Stored data:
══════════════════════════════
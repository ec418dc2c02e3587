use std::collections::HashSet;

use lorder_ball::{CayleyBall, ElementId, ElementPool};
use lorder_core::{product_of, ErrorInfo, GroupOracle, LoError, Word};
use serde::{Deserialize, Serialize};
use tracing::{debug, info};

use crate::homology::HomologyMap;

/// Parameters of the generalized torsion search.
#[derive(Debug, Clone, PartialEq, Eq, Serialize, Deserialize)]
pub struct TorsionConfig {
    /// Largest number of conjugates in a product.
    #[serde(default = "default_max_factors")]
    pub max_factors: usize,
    /// Skip candidates with a non-zero homology class.
    #[serde(default = "default_use_homology")]
    pub use_homology: bool,
}

fn default_max_factors() -> usize {
    2
}

fn default_use_homology() -> bool {
    true
}

impl Default for TorsionConfig {
    fn default() -> Self {
        Self {
            max_factors: default_max_factors(),
            use_homology: default_use_homology(),
        }
    }
}

impl TorsionConfig {
    /// A product needs at least two conjugates.
    pub fn validate(&self) -> Result<(), LoError> {
        if self.max_factors < 2 {
            return Err(LoError::Config(
                ErrorInfo::new("config-factors", "factor bound must be at least 2")
                    .with_context("max_factors", self.max_factors.to_string()),
            ));
        }
        Ok(())
    }
}

/// Element together with conjugators whose conjugates multiply to the identity.
#[derive(Debug, Clone, PartialEq, Eq, Serialize, Deserialize)]
pub struct TorsionWitness {
    /// The generalized torsion element `g`.
    pub element: Word,
    /// Words `h_i` with `Π h_i g h_i^-1 = 1`.
    pub conjugators: Vec<Word>,
}

impl TorsionWitness {
    /// Freely reduced product of the conjugates, trivial in the group.
    pub fn product_word(&self) -> Word {
        let conjugates: Vec<Word> = self
            .conjugators
            .iter()
            .map(|h| self.element.conjugate_by(h))
            .collect();
        product_of(&conjugates)
    }
}

/// Result of a torsion search on one ball.
#[derive(Debug, Clone, PartialEq, Eq, Serialize, Deserialize)]
#[serde(tag = "status", rename_all = "kebab-case")]
pub enum TorsionOutcome {
    /// A product of conjugates collapsed to the identity.
    Found(TorsionWitness),
    /// No product within the factor bound reaches the identity.
    Exhausted,
}

/// Counters collected while searching.
#[derive(Debug, Clone, Copy, Default, PartialEq, Eq, Serialize, Deserialize)]
pub struct TorsionStats {
    /// Candidates whose orbit was searched.
    pub candidates: usize,
    /// Candidates skipped by the homology filter.
    pub filtered: usize,
    /// Partial products expanded.
    pub states: usize,
}

/// Outcome of [`TorsionSearch::run`] together with its statistics.
#[derive(Debug, Clone, PartialEq, Eq, Serialize, Deserialize)]
pub struct TorsionReport {
    /// What the search found.
    pub outcome: TorsionOutcome,
    /// How much work it took.
    pub stats: TorsionStats,
}

/// Conjugate `h * g * h^-1` of the candidate, labelled by its conjugator.
struct Conjugate<E> {
    value: E,
    word: Word,
    conjugator: ElementId,
}

/// Product of conjugates so far. `product` indexes the search-local pool,
/// `conjugators` index the ball.
struct Partial {
    product: ElementId,
    factors: usize,
    conjugators: Vec<ElementId>,
}

/// Bounded search for products of conjugates equal to the identity.
pub struct TorsionSearch;

impl TorsionSearch {
    /// Tries one candidate per inverse pair, in discovery order.
    pub fn run<O: GroupOracle>(
        ball: &CayleyBall<O>,
        config: &TorsionConfig,
        homology: Option<&dyn HomologyMap>,
    ) -> Result<TorsionReport, LoError> {
        config.validate()?;
        let mut stats = TorsionStats::default();
        for pair in ball.pairs() {
            let candidate = pair.first;
            if config.use_homology {
                if let Some(map) = homology {
                    if !map.is_null(ball.word(candidate)) {
                        stats.filtered += 1;
                        continue;
                    }
                }
            }
            stats.candidates += 1;
            if let Some(conjugators) = search_orbit(ball, candidate, config.max_factors, &mut stats)
            {
                let witness = TorsionWitness {
                    element: ball.word(candidate).clone(),
                    conjugators: conjugators
                        .into_iter()
                        .map(|h| ball.word(h).clone())
                        .collect(),
                };
                info!(
                    element = %witness.element,
                    factors = witness.conjugators.len(),
                    "generalized torsion found"
                );
                return Ok(TorsionReport {
                    outcome: TorsionOutcome::Found(witness),
                    stats,
                });
            }
        }
        info!(
            candidates = stats.candidates,
            filtered = stats.filtered,
            "torsion search exhausted"
        );
        Ok(TorsionReport {
            outcome: TorsionOutcome::Exhausted,
            stats,
        })
    }
}

/// Distinct conjugates of `g` by ball elements, each with the first conjugator
/// reaching it. Conjugates need not lie in the ball.
fn orbit<O: GroupOracle>(ball: &CayleyBall<O>, g: ElementId) -> Vec<Conjugate<O::Element>> {
    let oracle = ball.oracle();
    let mut seen = ElementPool::new();
    let mut orbit = Vec::new();
    for h in ball.ids() {
        let value = ball.conjugate_value(h, g);
        let word = ball.word(g).conjugate_by(ball.word(h));
        let (_, fresh) = seen.intern(oracle, value.clone(), word.clone());
        if fresh {
            orbit.push(Conjugate {
                value,
                word,
                conjugator: h,
            });
        }
    }
    orbit
}

/// Depth-first search over products of conjugates, memoised on the
/// (product class, factor count) pair.
fn search_orbit<O: GroupOracle>(
    ball: &CayleyBall<O>,
    g: ElementId,
    max_factors: usize,
    stats: &mut TorsionStats,
) -> Option<Vec<ElementId>> {
    let oracle = ball.oracle();
    let orbit = orbit(ball, g);
    debug!(element = %ball.word(g), orbit = orbit.len(), "searching conjugacy orbit");
    let mut products: ElementPool<O> = ElementPool::new();
    let mut visited: HashSet<(ElementId, usize)> = HashSet::new();
    let mut stack = Vec::new();
    for conjugate in orbit.iter().rev() {
        let (product, _) =
            products.intern(oracle, conjugate.value.clone(), conjugate.word.clone());
        if visited.insert((product, 1)) {
            stack.push(Partial {
                product,
                factors: 1,
                conjugators: vec![conjugate.conjugator],
            });
        }
    }

    while let Some(partial) = stack.pop() {
        stats.states += 1;
        let mut children = Vec::new();
        for conjugate in &orbit {
            let value = oracle.multiply(products.element(partial.product), &conjugate.value);
            let mut conjugators = partial.conjugators.clone();
            conjugators.push(conjugate.conjugator);
            if oracle.is_identity(&value) {
                return Some(conjugators);
            }
            let factors = partial.factors + 1;
            if factors < max_factors {
                let word = products.word(partial.product).concat(&conjugate.word);
                let (product, _) = products.intern(oracle, value, word);
                if visited.insert((product, factors)) {
                    children.push(Partial {
                        product,
                        factors,
                        conjugators,
                    });
                }
            }
        }
        stack.extend(children.into_iter().rev());
    }
    None
}

/// Builds the ball of `radius` and runs the torsion search.
pub fn has_generalized_torsion<O: GroupOracle>(
    oracle: O,
    radius: usize,
    config: &TorsionConfig,
    homology: Option<&dyn HomologyMap>,
) -> Result<TorsionReport, LoError> {
    let ball = CayleyBall::build(oracle, radius)?;
    TorsionSearch::run(&ball, config, homology)
}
══════════════════════════════
_What is being asked_
Write out each entry once more, exactly as it was given.

_Exercise result_
repository ec418dc2c02e3587
use std::collections::HashSet;

use lorder_ball::{CayleyBall, ElementId, ElementPool};
use lorder_core::{product_of, ErrorInfo, GroupOracle, LoError, Word};
use serde::{Deserialize, Serialize};
use tracing::{debug, info};

use crate::homology::HomologyMap;

/// Parameters of the generalized torsion search.
#[derive(Debug, Clone, PartialEq, Eq, Serialize, Deserialize)]
pub struct TorsionConfig {
    /// Largest number of conjugates in a product.
    #[serde(default = "default_max_factors")]
    pub max_factors: usize,
    /// Skip candidates with a non-zero homology class.
    #[serde(default = "default_use_homology")]
    pub use_homology: bool,
}

fn default_max_factors() -> usize {
    2
}

fn default_use_homology() -> bool {
    true
}

impl Default for TorsionConfig {
    fn default() -> Self {
        Self {
            max_factors: default_max_factors(),
            use_homology: default_use_homology(),
        }
    }
}

impl TorsionConfig {
    /// A product needs at least two conjugates.
    pub fn validate(&self) -> Result<(), LoError> {
        if self.max_factors < 2 {
            return Err(LoError::Config(
                ErrorInfo::new("config-factors", "factor bound must be at least 2")
                    .with_context("max_factors", self.max_factors.to_string()),
            ));
        }
        Ok(())
    }
}

/// Element together with conjugators whose conjugates multiply to the identity.
#[derive(Debug, Clone, PartialEq, Eq, Serialize, Deserialize)]
pub struct TorsionWitness {
    /// The generalized torsion element `g`.
    pub element: Word,
    /// Words `h_i` with `Π h_i g h_i^-1 = 1`.
    pub conjugators: Vec<Word>,
}

impl TorsionWitness {
    /// Freely reduced product of the conjugates, trivial in the group.
    pub fn product_word(&self) -> Word {
        let conjugates: Vec<Word> = self
            .conjugators
            .iter()
            .map(|h| self.element.conjugate_by(h))
            .collect();
        product_of(&conjugates)
    }
}

/// Result of a torsion search on one ball.
#[derive(Debug, Clone, PartialEq, Eq, Serialize, Deserialize)]
#[serde(tag = "status", rename_all = "kebab-case")]
pub enum TorsionOutcome {
    /// A product of conjugates collapsed to the identity.
    Found(TorsionWitness),
    /// No product within the factor bound reaches the identity.
    Exhausted,
}

/// Counters collected while searching.
#[derive(Debug, Clone, Copy, Default, PartialEq, Eq, Serialize, Deserialize)]
pub struct TorsionStats {
    /// Candidates whose orbit was searched.
    pub candidates: usize,
    /// Candidates skipped by the homology filter.
    pub filtered: usize,
    /// Partial products expanded.
    pub states: usize,
}

/// Outcome of [`TorsionSearch::run`] together with its statistics.
#[derive(Debug, Clone, PartialEq, Eq, Serialize, Deserialize)]
pub struct TorsionReport {
    /// What the search found.
    pub outcome: TorsionOutcome,
    /// How much work it took.
    pub stats: TorsionStats,
}

/// Conjugate `h * g * h^-1` of the candidate, labelled by its conjugator.
struct Conjugate<E> {
    value: E,
    word: Word,
    conjugator: ElementId,
}

/// Product of conjugates so far. `product` indexes the search-local pool,
/// `conjugators` index the ball.
struct Partial {
    product: ElementId,
    factors: usize,
    conjugators: Vec<ElementId>,
}

/// Bounded search for products of conjugates equal to the identity.
pub struct TorsionSearch;

impl TorsionSearch {
    /// Tries one candidate per inverse pair, in discovery order.
    pub fn run<O: GroupOracle>(
        ball: &CayleyBall<O>,
        config: &TorsionConfig,
        homology: Option<&dyn HomologyMap>,
    ) -> Result<TorsionReport, LoError> {
        config.validate()?;
        let mut stats = TorsionStats::default();
        for pair in ball.pairs() {
            let candidate = pair.first;
            if config.use_homology {
                if let Some(map) = homology {
                    if !map.is_null(ball.word(candidate)) {
                        stats.filtered += 1;
                        continue;
                    }
                }
            }
            stats.candidates += 1;
            if let Some(conjugators) = search_orbit(ball, candidate, config.max_factors, &mut stats)
            {
                let witness = TorsionWitness {
                    element: ball.word(candidate).clone(),
                    conjugators: conjugators
                        .into_iter()
                        .map(|h| ball.word(h).clone())
                        .collect(),
                };
                info!(
                    element = %witness.element,
                    factors = witness.conjugators.len(),
                    "generalized torsion found"
                );
                return Ok(TorsionReport {
                    outcome: TorsionOutcome::Found(witness),
                    stats,
                });
            }
        }
        info!(
            candidates = stats.candidates,
            filtered = stats.filtered,
            "torsion search exhausted"
        );
        Ok(TorsionReport {
            outcome: TorsionOutcome::Exhausted,
            stats,
        })
    }
}

/// Distinct conjugates of `g` by ball elements, each with the first conjugator
/// reaching it. Conjugates need not lie in the ball.
fn orbit<O: GroupOracle>(ball: &CayleyBall<O>, g: ElementId) -> Vec<Conjugate<O::Element>> {
    let oracle = ball.oracle();
    let mut seen = ElementPool::new();
    let mut orbit = Vec::new();
    for h in ball.ids() {
        let value = ball.conjugate_value(h, g);
        let word = ball.word(g).conjugate_by(ball.word(h));
        let (_, fresh) = seen.intern(oracle, value.clone(), word.clone());
        if fresh {
            orbit.push(Conjugate {
                value,
                word,
                conjugator: h,
            });
        }
    }
    orbit
}

/// Depth-first search over products of conjugates, memoised on the
/// (product class, factor count) pair.
fn search_orbit<O: GroupOracle>(
    ball: &CayleyBall<O>,
    g: ElementId,
    max_factors: usize,
    stats: &mut TorsionStats,
) -> Option<Vec<ElementId>> {
    let oracle = ball.oracle();
    let orbit = orbit(ball, g);
    debug!(element = %ball.word(g), orbit = orbit.len(), "searching conjugacy orbit");
    let mut products: ElementPool<O> = ElementPool::new();
    let mut visited: HashSet<(ElementId, usize)> = HashSet::new();
    let mut stack = Vec::new();
    for conjugate in orbit.iter().rev() {
        let (product, _) =
            products.intern(oracle, conjugate.value.clone(), conjugate.word.clone());
        if visited.insert((product, 1)) {
            stack.push(Partial {
                product,
                factors: 1,
                conjugators: vec![conjugate.conjugator],
            });
        }
    }

    while let Some(partial) = stack.pop() {
        stats.states += 1;
        let mut children = Vec::new();
        for conjugate in &orbit {
            let value = oracle.multiply(products.element(partial.product), &conjugate.value);
            let mut conjugators = partial.conjugators.clone();
            conjugators.push(conjugate.conjugator);
            if oracle.is_identity(&value) {
                return Some(conjugators);
            }
            let factors = partial.factors + 1;
            if factors < max_factors {
                let word = products.word(partial.product).concat(&conjugate.word);
                let (product, _) = products.intern(oracle, value, word);
                if visited.insert((product, factors)) {
                    children.push(Partial {
                        product,
                        factors,
                        conjugators,
                    });
                }
            }
        }
        stack.extend(children.into_iter().rev());
    }
    None
}

/// Builds the ball of `radius` and runs the torsion search.
pub fn has_generalized_torsion<O: GroupOracle>(
    oracle: O,
    radius: usize,
    config: &TorsionConfig,
    homology: Option<&dyn HomologyMap>,
) -> Result<TorsionReport, LoError> {
    let ball = CayleyBall::build(oracle, radius)?;
    TorsionSearch::run(&ball, config, homology)
}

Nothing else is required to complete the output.